Quality of stewardship reports among asset management firms is steadily improving, according to the Financial Reporting Council, but some managers continue to dismiss environmental, social and governance issues.

Asset managers and owners have in recent years recognised that engaging with executive boards on a variety of governance issues can lead to greater returns, or minimised risk. However, implementation of such strategies can often prove difficult, or is not prioritised.

David Styles, director of corporate governance at the FRC, said he was happy asset managers are better at showing their pension fund clients how they practice stewardship, but cautioned that there is some way to go.

Trustees should have a long-term focus, but the problem is, most of them are shortsighted

Richard Butcher, PTL

The FRC sorts signatories to its UK Stewardship Code into tiers, to help clients – including pension funds – assess their managers’ engagement on ESG issues.

Speaking at Skytop Strategies’ Shareholder Engagement and Communication conference, Styles noted the considerable improvement since the introduction of the tiering process.

“We had a very pleasing and very constructive response from everybody,” he said. “We moved from a situation where we had between 10 and 20 asset managers in tier one on the quality reporting to now [having] around 80.”

Work still to do

The FRC identified around 40 signatories whose disclosure practices were in the bottom tier, and Styles aimed to improve this number by working closely with managers.

However, some asset management firms reportedly declined to sign up to the Stewardship Code on the basis that they “don't do ESG”, despite the code not making any specific reference to ESG.
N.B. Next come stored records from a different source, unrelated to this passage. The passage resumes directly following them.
// =============================================================================
// Payment & Items
// =============================================================================

/// The invoice record of a settled appointment. Immutable once written.
#[derive(Debug, Clone, Serialize, Deserialize, TS)]
#[cfg_attr(feature = "sqlx", derive(sqlx::FromRow))]
#[ts(export)]
pub struct Payment {
    pub id: String,
    pub organization_id: String,
    /// One payment per appointment (unique).
    pub appointment_id: String,
    pub client_id: String,
    pub barber_id: String,
    pub cash_register_id: String,
    pub subtotal_cents: i64,
    pub discount_cents: i64,
    pub discount_code: Option<String>,
    pub discount_reason: Option<String>,
    pub tip_cents: i64,
    pub total_cents: i64,
    pub service_commission_cents: i64,
    pub product_commission_cents: i64,
    pub commission_total_cents: i64,
    pub method: PaymentMethod,
    /// Unique per checkout attempt; a retry with the same key is rejected.
    pub idempotency_key: String,
    #[ts(as = "String")]
    pub created_at: DateTime<Utc>,
}

impl Payment {
    #[inline]
    pub fn total(&self) -> Money {
        Money::from_cents(self.total_cents)
    }

    #[inline]
    pub fn tip(&self) -> Money {
        Money::from_cents(self.tip_cents)
    }
}

#[derive(Debug, Clone, Copy, PartialEq, Eq, Hash, Serialize, Deserialize, TS)]
#[cfg_attr(feature = "sqlx", derive(sqlx::Type))]
#[cfg_attr(feature = "sqlx", sqlx(rename_all = "snake_case"))]
#[ts(export)]
#[serde(rename_all = "snake_case")]
pub enum PaymentItemKind {
    Service,
    Product,
}

string_enum!(PaymentItemKind {
    Service => "service",
    Product => "product",
});

/// One invoice line with its commission frozen at settlement time.
#[derive(Debug, Clone, Serialize, Deserialize, TS)]
#[cfg_attr(feature = "sqlx", derive(sqlx::FromRow))]
#[ts(export)]
pub struct PaymentItem {
    pub id: String,
    pub organization_id: String,
    pub payment_id: String,
    pub kind: PaymentItemKind,
    pub service_id: Option<String>,
    pub product_id: Option<String>,
    /// Staff member the commission is owed to.
    pub barber_id: String,
    pub description: String,
    pub quantity: i64,
    pub unit_price_cents: i64,
    pub total_cents: i64,
    pub commission_bps: u32,
    pub commission_cents: i64,
    /// Set once the commission has been paid out.
    pub commission_payment_id: Option<String>,
    #[ts(as = "String")]
    pub created_at: DateTime<Utc>,
}

impl PaymentItem {
    #[inline]
    pub fn commission(&self) -> Money {
        Money::from_cents(self.commission_cents)
    }
}

// =============================================================================
// Stock
// =============================================================================

#[derive(Debug, Clone, Copy, PartialEq, Eq, Hash, Serialize, Deserialize, TS)]
#[cfg_attr(feature = "sqlx", derive(sqlx::Type))]
#[cfg_attr(feature = "sqlx", sqlx(rename_all = "snake_case"))]
#[ts(export)]
#[serde(rename_all = "snake_case")]
pub enum StockMovementKind {
    /// Opening balance written when the product is created.
    Initial,
    Sale,
    Purchase,
    Adjustment,
    Return,
}

string_enum!(StockMovementKind {
    Initial => "initial",
    Sale => "sale",
    Purchase => "purchase",
    Adjustment => "adjustment",
    Return => "return",
});

/// Append-only stock ledger entry.
#[derive(Debug, Clone, Serialize, Deserialize, TS)]
#[cfg_attr(feature = "sqlx", derive(sqlx::FromRow))]
#[ts(export)]
pub struct StockMovement {
    pub id: String,
    pub organization_id: String,
    pub product_id: String,
    pub kind: StockMovementKind,
    /// Signed change (negative for sales).
    pub quantity: i64,
    pub previous_quantity: i64,
    pub new_quantity: i64,
    pub payment_id: Option<String>,
    pub reason: Option<String>,
    #[ts(as = "String")]
    pub created_at: DateTime<Utc>,
}

// =============================================================================
// Cash
// =============================================================================

#[derive(Debug, Clone, Copy, PartialEq, Eq, Hash, Serialize, Deserialize, TS)]
#[cfg_attr(feature = "sqlx", derive(sqlx::Type))]
#[cfg_attr(feature = "sqlx", sqlx(rename_all = "snake_case"))]
#[ts(export)]
#[serde(rename_all = "snake_case")]
pub enum CashRegisterStatus {
    Open,
    Closed,
}

string_enum!(CashRegisterStatus {
    Open => "open",
    Closed => "closed",
});

/// A cash drawer session. At most one is open per organization.
#[derive(Debug, Clone, Serialize, Deserialize, TS)]
#[cfg_attr(feature = "sqlx", derive(sqlx::FromRow))]
#[ts(export)]
pub struct CashRegister {
    pub id: String,
    pub organization_id: String,
    pub status: CashRegisterStatus,
    pub opening_cents: i64,
    pub opened_by: Option<String>,
    #[ts(as = "String")]
    pub opened_at: DateTime<Utc>,
    /// Counted amount at close.
    pub closing_cents: Option<i64>,
    pub expected_cents: Option<i64>,
    /// `closing - expected`; negative means the drawer is short.
    pub difference_cents: Option<i64>,
    pub notes: Option<String>,
    #[ts(as = "Option<String>")]
    pub closed_at: Option<DateTime<Utc>>,
}

impl CashRegister {
    #[inline]
    pub fn opening_amount(&self) -> Money {
        Money::from_cents(self.opening_cents)
    }

    #[inline]
    pub fn is_open(&self) -> bool {
        self.status == CashRegisterStatus::Open
    }
}

#[derive(Debug, Clone, Copy, PartialEq, Eq, Hash, Serialize, Deserialize, TS)]
#[cfg_attr(feature = "sqlx", derive(sqlx::Type))]
#[cfg_attr(feature = "sqlx", sqlx(rename_all = "snake_case"))]
#[ts(export)]
#[serde(rename_all = "snake_case")]
pub enum CashMovementType {
    Income,
    Expense,
    Withdrawal,
    Deposit,
    Adjustment,
}

string_enum!(CashMovementType {
    Income => "income",
    Expense => "expense",
    Withdrawal => "withdrawal",
    Deposit => "deposit",
    Adjustment => "adjustment",
});

/// Append-only cash drawer ledger entry.
#[derive(Debug, Clone, Serialize, Deserialize, TS)]
#[cfg_attr(feature = "sqlx", derive(sqlx::FromRow))]
#[ts(export)]
pub struct CashMovement {
    pub id: String,
    pub organization_id: String,
    pub cash_register_id: String,
    #[serde(rename = "type")]
    pub movement_type: CashMovementType,
    /// Positive, except for adjustments which carry their sign.
    pub amount_cents: i64,
    pub description: String,
    pub payment_id: Option<String>,
    pub payment_method: Option<PaymentMethod>,
    #[ts(as = "String")]
    pub created_at: DateTime<Utc>,
}

impl CashMovement {
    #[inline]
    pub fn amount(&self) -> Money {
        Money::from_cents(self.amount_cents)
    }
}

// =============================================================================
// Commission Payout
// =============================================================================

/// A payout that settles a barber's commissions over a period.
#[derive(Debug, Clone, Serialize, Deserialize, TS)]
#[cfg_attr(feature = "sqlx", derive(sqlx::FromRow))]
#[ts(export)]
pub struct CommissionPayment {
    pub id: String,
    pub organization_id: String,
    pub barber_id: String,
    #[ts(as = "String")]
    pub period_start: NaiveDate,
    #[ts(as = "String")]
    pub period_end: NaiveDate,
    pub amount_cents: i64,
    pub item_count: i64,
    pub notes: Option<String>,
    #[ts(as = "String")]
    pub paid_at: DateTime<Utc>,
}

// =============================================================================
// Discount
// =============================================================================

#[derive(Debug, Clone, Copy, PartialEq, Eq, Hash, Serialize, Deserialize, TS)]
#[cfg_attr(feature = "sqlx", derive(sqlx::Type))]
#[cfg_attr(feature = "sqlx", sqlx(rename_all = "snake_case"))]
#[ts(export)]
#[serde(rename_all = "snake_case")]
pub enum DiscountType {
    /// `value` is in basis points.
    Percentage,
    /// `value` is in cents.
    Fixed,
}

string_enum!(DiscountType {
    Percentage => "percentage",
    Fixed => "fixed",
});

#[derive(Debug, Clone, Copy, PartialEq, Eq, Hash, Serialize, Deserialize, TS)]
#[cfg_attr(feature = "sqlx", derive(sqlx::Type))]
#[cfg_attr(feature = "sqlx", sqlx(rename_all = "snake_case"))]
#[ts(export)]
#[serde(rename_all = "snake_case")]
pub enum DiscountScope {
    All,
    Services,
    Products,
}

string_enum!(DiscountScope {
    All => "all",
    Services => "services",
    Products => "products",
});

/// A coupon code. Read-only input to pricing, except `used_count`.
#[derive(Debug, Clone, Serialize, Deserialize, TS)]
#[cfg_attr(feature = "sqlx", derive(sqlx::FromRow))]
#[ts(export)]
pub struct Discount {
    pub id: String,
    pub organization_id: String,
    pub code: String,
    pub discount_type: DiscountType,
    pub value: i64,
    pub scope: DiscountScope,
    #[ts(as = "Option<String>")]
    pub valid_from: Option<DateTime<Utc>>,
    #[ts(as = "Option<String>")]
    pub valid_until: Option<DateTime<Utc>>,
    pub max_uses: Option<i64>,
    pub used_count: i64,
    pub is_active: bool,
    #[ts(as = "String")]
    pub created_at: DateTime<Utc>,
}

// =============================================================================
// Unit Tests
// =============================================================================

#[cfg(test)]
mod tests {
    use super::*;

    fn service(commission_bps: u32) -> Service {
        Service {
            id: "svc".to_string(),
            organization_id: "org".to_string(),
            name: "Haircut".to_string(),
            category: None,
            duration_minutes: 30,
            price_cents: 5000,
            commission_bps,
            is_active: true,
            created_at: Utc::now(),
        }
    }

    fn barber(override_bps: Option<u32>) -> Barber {
        Barber {
            id: "b1".to_string(),
            organization_id: "org".to_string(),
            name: "Rui".to_string(),
            phone: None,
            service_commission_bps: override_bps,
            product_commission_bps: 1000,
            is_active: true,
            created_at: Utc::now(),
        }
    }

    #[test]
    fn test_status_strings_round_trip() {
        for status in [
            AppointmentStatus::Scheduled,
            AppointmentStatus::Confirmed,
            AppointmentStatus::InProgress,
            AppointmentStatus::Completed,
            AppointmentStatus::Cancelled,
            AppointmentStatus::NoShow,
        ] {
            assert_eq!(status.as_str().parse::<AppointmentStatus>().unwrap(), status);
        }
        assert!("done".parse::<AppointmentStatus>().is_err());
    }

    #[test]
    fn test_status_serde_shape() {
        let json = serde_json::to_string(&AppointmentStatus::InProgress).unwrap();
        assert_eq!(json, "\"in_progress\"");
        let json = serde_json::to_string(&AppointmentStatus::NoShow).unwrap();
        assert_eq!(json, "\"no_show\"");
        let json = serde_json::to_string(&CashMovementType::Withdrawal).unwrap();
        assert_eq!(json, "\"withdrawal\"");
    }

    #[test]
    fn test_terminal_and_blocking_statuses() {
        assert!(AppointmentStatus::Completed.is_terminal());
        assert!(AppointmentStatus::Cancelled.is_terminal());
        assert!(AppointmentStatus::NoShow.is_terminal());
        assert!(!AppointmentStatus::InProgress.is_terminal());

        assert!(AppointmentStatus::Completed.blocks_slot());
        assert!(!AppointmentStatus::Cancelled.blocks_slot());
        assert!(!AppointmentStatus::NoShow.blocks_slot());
    }

    #[test]
    fn test_barber_commission_resolution() {
        let svc = service(4000);
        assert_eq!(barber(None).service_commission(&svc).bps(), 4000);
        assert_eq!(barber(Some(5000)).service_commission(&svc).bps(), 5000);
    }

    #[test]
    fn test_cash_movement_serializes_type_field() {
        let movement = CashMovement {
            id: "m1".to_string(),
            organization_id: "org".to_string(),
            cash_register_id: "r1".to_string(),
            movement_type: CashMovementType::Income,
            amount_cents: 7700,
            description: "Checkout".to_string(),
            payment_id: None,
            payment_method: Some(PaymentMethod::Cash),
            created_at: Utc::now(),
        };
        let value = serde_json::to_value(&movement).unwrap();
        assert_eq!(value["type"], "income");
        assert_eq!(value["payment_method"], "cash");
    }
}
Styles accepted that this response might be partly driven by a lack of demand from pension fund clients, especially where they have diverse portfolios that may address governance elsewhere.
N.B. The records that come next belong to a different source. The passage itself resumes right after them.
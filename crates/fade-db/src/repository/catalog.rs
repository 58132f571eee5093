//! # Catalog Repository
//!
//! Bookable services and retail products.
//!
//! ## Product Creation
//! ```text
//! ┌─────────────────────────────────────────────────────────────────────────┐
//! │  create_product(qty = 12)                                               │
//! │       │                                                                 │
//! │       ▼  BEGIN                                                          │
//! │  INSERT products (quantity = 12)                                        │
//! │  INSERT stock_movements (initial, 0 → 12)   ← ledger starts here        │
//! │       │  COMMIT                                                         │
//! │       ▼                                                                 │
//! │  Every later change of `quantity` comes with its own movement.          │
//! └─────────────────────────────────────────────────────────────────────────┘
//! ```

use chrono::Utc;
use sqlx::{SqliteConnection, SqlitePool};
use tracing::{debug, info};

use crate::error::{DbError, DbResult, ServiceResult};
use crate::repository::{new_id, stock};
use fade_core::stock::initial;
use fade_core::validation::{
    validate_duration_minutes, validate_name, validate_percentage_bps, validate_price_cents,
};
use fade_core::{Money, Percentage, Product, Service, ValidationError};

const SERVICE_COLUMNS: &str = "id, organization_id, name, category, duration_minutes, price_cents, \
                               commission_bps, is_active, created_at";

pub(crate) const PRODUCT_COLUMNS: &str = "id, organization_id, name, sale_price_cents, cost_price_cents, \
                                          quantity, min_quantity, is_active, created_at, updated_at";

/// Input for [`CatalogRepository::create_service`].
#[derive(Debug, Clone)]
pub struct NewService {
    pub name: String,
    pub category: Option<String>,
    pub duration_minutes: i64,
    pub price: Money,
    pub commission: Percentage,
}

/// Input for [`CatalogRepository::create_product`].
#[derive(Debug, Clone)]
pub struct NewProduct {
    pub name: String,
    pub sale_price: Money,
    pub cost_price: Option<Money>,
    pub quantity: i64,
    pub min_quantity: i64,
}

/// Repository for services and products.
#[derive(Debug, Clone)]
pub struct CatalogRepository {
    pool: SqlitePool,
}

impl CatalogRepository {
    pub fn new(pool: SqlitePool) -> Self {
        CatalogRepository { pool }
    }

    // -------------------------------------------------------------------------
    // Services
    // -------------------------------------------------------------------------

    pub async fn create_service(&self, organization_id: &str, input: NewService) -> ServiceResult<Service> {
        validate_name("name", &input.name)?;
        validate_duration_minutes(input.duration_minutes)?;
        validate_price_cents(input.price.cents())?;
        validate_percentage_bps("commission", input.commission.bps())?;

        let service = Service {
            id: new_id(),
            organization_id: organization_id.to_string(),
            name: input.name.trim().to_string(),
            category: input.category,
            duration_minutes: input.duration_minutes,
            price_cents: input.price.cents(),
            commission_bps: input.commission.bps(),
            is_active: true,
            created_at: Utc::now(),
        };

        debug!(id = %service.id, name = %service.name, "Inserting service");

        sqlx::query(
            "INSERT INTO services (id, organization_id, name, category, duration_minutes,
                                   price_cents, commission_bps, is_active, created_at)
             VALUES (?1, ?2, ?3, ?4, ?5, ?6, ?7, ?8, ?9)",
        )
        .bind(&service.id)
        .bind(&service.organization_id)
        .bind(&service.name)
        .bind(&service.category)
        .bind(service.duration_minutes)
        .bind(service.price_cents)
        .bind(service.commission_bps)
        .bind(service.is_active)
        .bind(service.created_at)
        .execute(&self.pool)
        .await
        .map_err(DbError::from)?;

        Ok(service)
    }

    pub async fn get_service(&self, organization_id: &str, id: &str) -> DbResult<Option<Service>> {
        let mut conn = self.pool.acquire().await?;
        find_service(&mut conn, organization_id, id).await
    }

    /// Lists active services, grouped by category then name.
    pub async fn list_services(&self, organization_id: &str) -> DbResult<Vec<Service>> {
        let sql = format!(
            "SELECT {SERVICE_COLUMNS} FROM services
             WHERE organization_id = ?1 AND is_active = 1
             ORDER BY category, name"
        );
        let services = sqlx::query_as::<_, Service>(&sql)
            .bind(organization_id)
            .fetch_all(&self.pool)
            .await?;
        Ok(services)
    }

    // -------------------------------------------------------------------------
    // Products
    // -------------------------------------------------------------------------

    /// Creates a product together with its `initial` stock movement.
    pub async fn create_product(&self, organization_id: &str, input: NewProduct) -> ServiceResult<Product> {
        validate_name("name", &input.name)?;
        validate_price_cents(input.sale_price.cents())?;
        if let Some(cost) = input.cost_price {
            validate_price_cents(cost.cents())?;
        }
        if input.min_quantity < 0 {
            return Err(ValidationError::OutOfRange {
                field: "min_quantity".to_string(),
                min: 0,
                max: i64::MAX,
            }
            .into());
        }
        let opening = initial(input.quantity)?;

        let now = Utc::now();
        let product = Product {
            id: new_id(),
            organization_id: organization_id.to_string(),
            name: input.name.trim().to_string(),
            sale_price_cents: input.sale_price.cents(),
            cost_price_cents: input.cost_price.map(|c| c.cents()),
            quantity: opening.new,
            min_quantity: input.min_quantity,
            is_active: true,
            created_at: now,
            updated_at: now,
        };

        let mut tx = self.pool.begin().await.map_err(DbError::from)?;

        sqlx::query(
            "INSERT INTO products (id, organization_id, name, sale_price_cents, cost_price_cents,
                                   quantity, min_quantity, is_active, created_at, updated_at)
             VALUES (?1, ?2, ?3, ?4, ?5, ?6, ?7, ?8, ?9, ?10)",
        )
        .bind(&product.id)
        .bind(&product.organization_id)
        .bind(&product.name)
        .bind(product.sale_price_cents)
        .bind(product.cost_price_cents)
        .bind(product.quantity)
        .bind(product.min_quantity)
        .bind(product.is_active)
        .bind(product.created_at)
        .bind(product.updated_at)
        .execute(&mut *tx)
        .await
        .map_err(DbError::from)?;

        stock::insert_movement(&mut tx, organization_id, &product.id, &opening, None, None).await?;

        tx.commit().await.map_err(DbError::from)?;

        info!(id = %product.id, name = %product.name, quantity = product.quantity, "Product created");
        Ok(product)
    }

    pub async fn get_product(&self, organization_id: &str, id: &str) -> DbResult<Option<Product>> {
        let mut conn = self.pool.acquire().await?;
        find_product(&mut conn, organization_id, id).await
    }

    pub async fn list_products(&self, organization_id: &str) -> DbResult<Vec<Product>> {
        let sql = format!(
            "SELECT {PRODUCT_COLUMNS} FROM products
             WHERE organization_id = ?1 AND is_active = 1
             ORDER BY name"
        );
        let products = sqlx::query_as::<_, Product>(&sql)
            .bind(organization_id)
            .fetch_all(&self.pool)
            .await?;
        Ok(products)
    }

    /// Active products at or below their reorder threshold, emptiest first.
    pub async fn low_stock(&self, organization_id: &str) -> DbResult<Vec<Product>> {
        let sql = format!(
            "SELECT {PRODUCT_COLUMNS} FROM products
             WHERE organization_id = ?1 AND is_active = 1 AND quantity <= min_quantity
             ORDER BY quantity, name"
        );
        let products = sqlx::query_as::<_, Product>(&sql)
            .bind(organization_id)
            .fetch_all(&self.pool)
            .await?;
        Ok(products)
    }
}

pub(crate) async fn find_service(
    conn: &mut SqliteConnection,
    organization_id: &str,
    id: &str,
) -> DbResult<Option<Service>> {
    let sql = format!("SELECT {SERVICE_COLUMNS} FROM services WHERE id = ?1 AND organization_id = ?2");
    let service = sqlx::query_as::<_, Service>(&sql)
        .bind(id)
        .bind(organization_id)
        .fetch_optional(&mut *conn)
        .await?;
    Ok(service)
}

pub(crate) async fn find_product(
    conn: &mut SqliteConnection,
    organization_id: &str,
    id: &str,
) -> DbResult<Option<Product>> {
    let sql = format!("SELECT {PRODUCT_COLUMNS} FROM products WHERE id = ?1 AND organization_id = ?2");
    let product = sqlx::query_as::<_, Product>(&sql)
        .bind(id)
        .bind(organization_id)
        .fetch_optional(&mut *conn)
        .await?;
    Ok(product)
}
But he hoped the tiering process would boost transparency, and therefore drive asset owner interest in stewardship practices.

“It was intended so that clients can look at the information and judge whether people who are engaging on their behalf are doing what they say they’re doing,” he said.

Investor stewardship

In broad terms, the logic behind investor stewardship and ESG investment remains, both financially and ethically.

Backtesting for the HSBC Bank UK Retirement Fund’s ESG smart beta default, launched over the summer by Legal & General Investment Management, showed a positive tracking error of 60 basis points from the same factor strategy with no ESG tilt.

And as Deborah Gilshan, head of sustainable ownership at RPMI Railpen, noted, effective stewardship can also go some way towards repairing the “breakdown in trust” between savers and financial services.

“It’s really important to remember who we’re actually working on behalf of,” she said. “It’s a privilege to act with public money and there’s a responsibility that comes with that.”

She recommended investors use escalation tools included in the Stewardship Code such as public announcements in order to safeguard interests in equity and bond markets, and simultaneously demonstrate the execution of fiduciary duty to members.

Is long-termism feasible?

Proponents of shareholder engagement often argue that investors and asset owners should take a longer-term approach to investing in order to be a driver of economic improvement.

“Productivity in the UK is at woeful levels,” said Andrew Ninian, director of corporate governance and engagement at the Investment Association, who said managers are beginning to encourage firms not to structure their businesses toward quarterly reports.

But while the logic for long-term investing remains stark, in practice it may not suit the needs of either asset managers, pension fund clients or even their investment consultants.

“Trustees should have a long-term focus, but the problem is, most of them are shortsighted,” said Richard Butcher, managing director at PTL, explaining that intense scrutiny of deficit changes means many boards come in for criticism if they ignore short-term volatility.

“You can’t just give [managers] the money and come back in seven years and say ‘how’s it gone?’” he added.

Meanwhile, asset managers often tailor strategy and reporting to suit quarterly investment reviews, and the as-yet unregulated consultancy industry makes money from recommending changes to investment strategy, he said.

Butcher also noted the up-front cost of implementing ESG strategies and lack of time for its consideration in busy agendas. In solving this problem, he anticipated the need for regulatory intervention and trustee willingness to stand behind long-term decisions.